A Book of the Play eBook

Edward Dutton Cook
This eBook from the Gutenberg Project consists of approximately 539 pages of information about A Book of the Play.

A Book of the Play eBook

Edward Dutton Cook
This eBook from the Gutenberg Project consists of approximately 539 pages of information about A Book of the Play.

It is to be observed that the strolling profession had its divisions and grades.  The “boothers,” as they are termed, have to be viewed as almost a distinct class.  These carry their theatre, a booth, about with them, and only pretend to furnish very abridged presentments of the drama.  With them “Richard III.,” for instance, is but an entertainment of some twenty minutes’ duration.  They are only anxious to give as many performances as possible before fresh assemblies of spectators in as short a time as may be.  “Boothers” have been known to give even six distinct exhibitions on Saturday nights.  And they certainly resort to undignified expedients to lure their audiences.  They parade in their theatrical attire, dance quadrilles and hornpipes, fight with broadswords, and make speeches on the external platform of their booth.  Histrionic art is seen to little advantage under these conditions, although it should be said that many notable players have commenced the study of their profession among the “boothers.”  The travelling circus is again a distinct institution, its tumblers and riders only in a very distant and illegitimate way connected with even the humblest branches of the great Thespian family.

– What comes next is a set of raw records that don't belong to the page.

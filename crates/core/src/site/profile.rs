use serde::{Deserialize, Serialize};
use std::path::Path;

use crate::{Result, SiftError};

/// Declarative description of a site's stable structure
#[derive(Debug, Clone, PartialEq, Serialize, Deserialize)]
#[serde(default)]
pub struct SiteProfile {
    /// Profile name, reported as the extraction strategy
    pub name: String,
    /// Regexes matched against the document's source identifier
    pub url_patterns: Vec<String>,
    /// Tag names of elements that hold the primary content
    pub anchors: Vec<String>,
    /// Tag names of elements that hold a secondary block such as comments
    pub secondary_anchors: Vec<String>,
    /// Heading placed above the secondary block
    pub secondary_heading: String,
    /// Selectors scanned inside anchors when shadow traversal yields nothing
    pub content_selectors: Vec<String>,
    /// Regexes for whole lines of interface chrome to drop
    pub noise_patterns: Vec<String>,
    /// How many nested shadow roots to enter
    pub max_shadow_depth: usize,
}

impl Default for SiteProfile {
    fn default() -> Self {
        Self {
            name: String::new(),
            url_patterns: Vec::new(),
            anchors: Vec::new(),
            secondary_anchors: Vec::new(),
            secondary_heading: "Comments".to_string(),
            content_selectors: vec!["p".to_string()],
            noise_patterns: Vec::new(),
            max_shadow_depth: 5,
        }
    }
}

/// Lines that are UI affordances, counters, timestamps or bylines rather than prose
const COMMON_NOISE: &[&str] = &[
    r"(?i)^(reply|share|report|save|follow|join|award|edit|hide|more replies|give award|sort by:?.*)$",
    r"(?i)^[\d.,]+[km]?\s*(points?|votes?|upvotes?|comments?|replies|members|online|shares?)$",
    r"(?i)^[\d.,]+[km]?$",
    r"(?i)^•?\s*(\d+|an?)\s*(seconds?|secs?|s|minutes?|mins?|m|hours?|hrs?|h|days?|d|weeks?|wks?|w|months?|mos?|years?|yrs?|y)\.?\s+ago$",
    r"(?i)^(posted|submitted|edited)\s+by\s+\S+.*$",
    r"(?i)^(u|r)/[\w-]+(\s*•?\s*.*\bago)?$",
    r"(?i)^(upvote|downvote|vote|sort|open|close|menu|back|skip to main content|log in|sign up|continue)$",
    r"(?i)^(level \d+|op|mod|promoted|sponsored)$",
    r"^•$",
];

impl SiteProfile {
    /// Parse a profile from JSON, filling missing fields with defaults
    ///
    /// # Errors
    ///
    /// Returns [`SiftError::ConfigError`] if the JSON is malformed.
    pub fn from_json(json: &str) -> Result<Self> {
        Ok(serde_json::from_str(json)?)
    }

    /// Load a profile from a JSON file
    pub fn from_file<P: AsRef<Path>>(path: P) -> Result<Self> {
        let content = std::fs::read_to_string(&path).map_err(|e| {
            SiftError::ConfigError(format!("Cannot open profile {}: {}", path.as_ref().display(), e))
        })?;
        Self::from_json(&content)
    }

    /// Reddit post pages rendered with `shreddit` web components
    pub fn reddit() -> Self {
        Self {
            name: "reddit".to_string(),
            url_patterns: vec![r"^https?://(www\.|old\.|new\.)?reddit\.com/r/[^/]+/comments/".to_string()],
            anchors: vec!["shreddit-post".to_string()],
            secondary_anchors: vec!["shreddit-comment-tree".to_string()],
            secondary_heading: "Comments".to_string(),
            content_selectors: vec![
                r#"[slot="text-body"]"#.to_string(),
                r#"div[id$="-post-rtjson-content"]"#.to_string(),
                ".md".to_string(),
                "p".to_string(),
            ],
            noise_patterns: COMMON_NOISE.iter().map(|p| p.to_string()).collect(),
            max_shadow_depth: 5,
        }
    }
}

#[cfg(test)]
mod tests {
    use super::*;

    #[test]
    fn test_from_json_fills_defaults() {
        let profile = SiteProfile::from_json(r#"{"name": "blog", "anchors": ["blog-post"]}"#).unwrap();
        assert_eq!(profile.name, "blog");
        assert_eq!(profile.anchors, vec!["blog-post"]);
        assert_eq!(profile.secondary_heading, "Comments");
        assert_eq!(profile.content_selectors, vec!["p"]);
        assert_eq!(profile.max_shadow_depth, 5);
    }

    #[test]
    fn test_from_json_rejects_malformed() {
        assert!(matches!(SiteProfile::from_json("{ not json"), Err(SiftError::ConfigError(_))));
    }

    #[test]
    fn test_from_file_missing() {
        let result = SiteProfile::from_file("/nonexistent/profile.json");
        assert!(matches!(result, Err(SiftError::ConfigError(msg)) if msg.contains("Cannot open profile")));
    }

    #[test]
    fn test_reddit_profile_roundtrips_through_json() {
        let profile = SiteProfile::reddit();
        let json = serde_json::to_string(&profile).unwrap();
        assert_eq!(SiteProfile::from_json(&json).unwrap(), profile);
    }
}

But strolling, in its old sense, is fast expiring.  Barns have ceased to be temples of the drama.  The railways carry the public to the established theatres; London stars and companies travelling in first-class carriages, with their secretary and manager, visit in turn the provincial towns, and attract all the playgoers of the neighbourhood.  The country manager, retaining but a few “utility people,” is well content to lend his stage to these dignified players, who stroll only nominally, without “padding the hoof,” or the least chance of hardship or privation attending their rustical wanderings.  Their travels are indeed more in the nature of royal progresses.  Even for the “boothers” times have changed.  Waste lands on which to “pitch” their playhouses are now hard to find; the “pleasure fairs,” once their chief source of profit, become more and more rare; indeed, there is a prevalent disposition nowadays to abolish altogether those old-fashioned celebrations.  And worse than all, perhaps, the audiences have become sophisticated and critical, and have not so much simple faith and hearty goodwill to place at the disposal of the itinerants.  Centralisation has now affected the stage.  The country is no longer the nursery and training-school of the player.  He commences his career in London, and then regales the provinces with an exhibition of his proficiency.  The strollers are now merged in the “stars.”  The apprentice has become the master, which may possibly account for the fact, that the work accomplished is not invariably of first-rate quality.

CHAPTER VII.

“PAY HERE.”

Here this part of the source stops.